Rand Paul raised quite a stir last Wednesday (May 19, 2010) with comments made in an interview with MSNBC’s Rachael Maddow, as reported by The Huffington Post (http://tinyurl.com/2bpfare). What people don’t take into consideration are five very important things. First, Ms. Maddow broached the subject, not Mr. Paul. Second, there is no movement to repeal any provisions of the CRA. Third, the constitutionality of the Civil Rights Act (CRA) has been decided by the Supreme Court. Fourth, even if the CRA were repealed tomorrow, it would have no effective difference in our world. Fifth, Mr. Paul was absolutely correct.

Rachael Maddow brought up the subject of the constitutionality of the Civil Rights Act (1964). Obviously, she did so knowing how he had responded previously when asked about the issue, which was in standard Libertarian fashion. Maddow decided to set Mr. Paul up for a “gotcha” moment, having negatively framed follow-up questions ready for however he answered. If he answers one way, he is leader of an evil cabal set upon returning Blacks to the cotton fields. If he answers the other, he is an ideologically inconsistent or lying leader of the evil cabal seeking the return of Blacks to the cotton fields. A word of advice to Mr. Paul, don’t go on shows where ideologues control the cameras and the mikes (but the weekend shows aren’t them).

There is no movement to repeal the Civil Rights Act. There are no groups holding rallies. No one’s chanting, “Hey, hey, hey. Gotta end the CRA”. Even in the hard-core, skin-headed, white supremacists’ wildest racist dreams, they know better than to believe it would ever happen (and I use racists in this example due to their very impure motives).

The Civil Rights Act will not be overturned in whole or part for the unforeseeable future. It has weathered multiple Court challenges to its many provisions. I don’t believe there are even any cases in the pipeline to bring it up before the Supreme Court for review. It’s here to stay, judicially.
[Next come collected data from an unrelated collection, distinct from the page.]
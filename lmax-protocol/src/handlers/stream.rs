//! Root handler for the LMAX event stream.
//!
//! The stream is one long document, `<events><body>...</body></events>`,
//! whose body holds any number of messages. [`EventStreamHandler`] recognizes
//! every message this crate decodes; the `events` and `body` envelopes are
//! unrecognized and pass through transparently.

use tokio::sync::mpsc;

use crate::handler::ElementHandler;
use crate::models::account::AccountStateEvent;
use crate::models::market_data::HistoricMarketDataEvent;
use crate::models::order::{Execution, Order};
use crate::models::position::PositionEvent;
use crate::protocol::element;
use crate::wrapper::LmaxEvent;

use super::account::AccountStateHandler;
use super::historic::HistoricMarketDataHandler;
use super::order::OrderEventHandler;
use super::position::PositionHandler;

/// Handler tree root with one typed handler per stream message.
#[derive(Debug, Default)]
pub struct EventStreamHandler {
    account_state: AccountStateHandler,
    order: OrderEventHandler,
    position: PositionHandler,
    historic_market_data: HistoricMarketDataHandler,
}

impl EventStreamHandler {
    pub fn new() -> Self {
        Self::default()
    }

    pub fn on_account_state<F>(&mut self, listener: F) -> &mut Self
    where
        F: FnMut(&AccountStateEvent) + Send + 'static,
    {
        self.account_state.on_account_state(listener);
        self
    }

    pub fn on_order<F>(&mut self, listener: F) -> &mut Self
    where
        F: FnMut(&Order) + Send + 'static,
    {
        self.order.on_order(listener);
        self
    }

    pub fn on_execution<F>(&mut self, listener: F) -> &mut Self
    where
        F: FnMut(&Execution) + Send + 'static,
    {
        self.order.on_execution(listener);
        self
    }

    pub fn on_position<F>(&mut self, listener: F) -> &mut Self
    where
        F: FnMut(&PositionEvent) + Send + 'static,
    {
        self.position.on_position(listener);
        self
    }

    pub fn on_historic_market_data<F>(&mut self, listener: F) -> &mut Self
    where
        F: FnMut(&HistoricMarketDataEvent) + Send + 'static,
    {
        self.historic_market_data.on_historic_market_data(listener);
        self
    }

    /// Register listeners sending every event into `tx` as an [`LmaxEvent`].
    pub fn forward_to(&mut self, tx: mpsc::UnboundedSender<LmaxEvent>) -> &mut Self {
        let sender = tx.clone();
        self.on_account_state(move |e| forward(&sender, LmaxEvent::AccountState(e.clone())));
        let sender = tx.clone();
        self.on_order(move |e| forward(&sender, LmaxEvent::Order(e.clone())));
        let sender = tx.clone();
        self.on_execution(move |e| forward(&sender, LmaxEvent::Execution(e.clone())));
        let sender = tx.clone();
        self.on_position(move |e| forward(&sender, LmaxEvent::Position(e.clone())));
        self.on_historic_market_data(move |e| {
            forward(&tx, LmaxEvent::HistoricMarketData(e.clone()))
        });
        self
    }

    pub fn account_state_mut(&mut self) -> &mut AccountStateHandler {
        &mut self.account_state
    }

    pub fn order_mut(&mut self) -> &mut OrderEventHandler {
        &mut self.order
    }

    pub fn position_mut(&mut self) -> &mut PositionHandler {
        &mut self.position
    }

    pub fn historic_market_data_mut(&mut self) -> &mut HistoricMarketDataHandler {
        &mut self.historic_market_data
    }
}

fn forward(tx: &mpsc::UnboundedSender<LmaxEvent>, event: LmaxEvent) {
    if tx.send(event).is_err() {
        tracing::trace!("event channel closed, dropping event");
    }
}

impl ElementHandler for EventStreamHandler {
    fn element_name(&self) -> &str {
        ""
    }

    fn child_mut(&mut self, name: &str) -> Option<&mut (dyn ElementHandler + 'static)> {
        match name {
            element::ACCOUNT_STATE => Some(&mut self.account_state),
            element::ORDER => Some(&mut self.order),
            element::POSITION => Some(&mut self.position),
            element::HISTORIC_MARKET_DATA => Some(&mut self.historic_market_data),
            _ => None,
        }
    }

    fn end_element(&mut self, _content: &str) {}
}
If the public accommodations provision of the Civil Rights Act were rescinded, the world as we know it would change in no perceptible way. Customers of all races and creeds would continue to eat in restaurants throughout the country. Hotels would still take in all weary travelers who can afford to stay in them, turning none away if a bed was available. Hospitals would tend to the sick and wounded of every shape and color. We have actually reached the point where the good intentions of those who proposed this law have come to fruition. We have a law we no longer need, because the overwhelming majority of the people in this country now see the kind of behavior it sought to prevent as reprehensible. Brava!

However, Rand Paul and the Libertarians are 100% correct in saying that the “public accommodations” provision of the Civil Rights Act was and is unconstitutional. Another thing, the politicians who proposed, backed and, ultimately, voted for those provisions knew so as well. They knowingly passed an unconstitutional law because they believed in its good intentions and because they “must do something” (the three most dreaded words in a Republic).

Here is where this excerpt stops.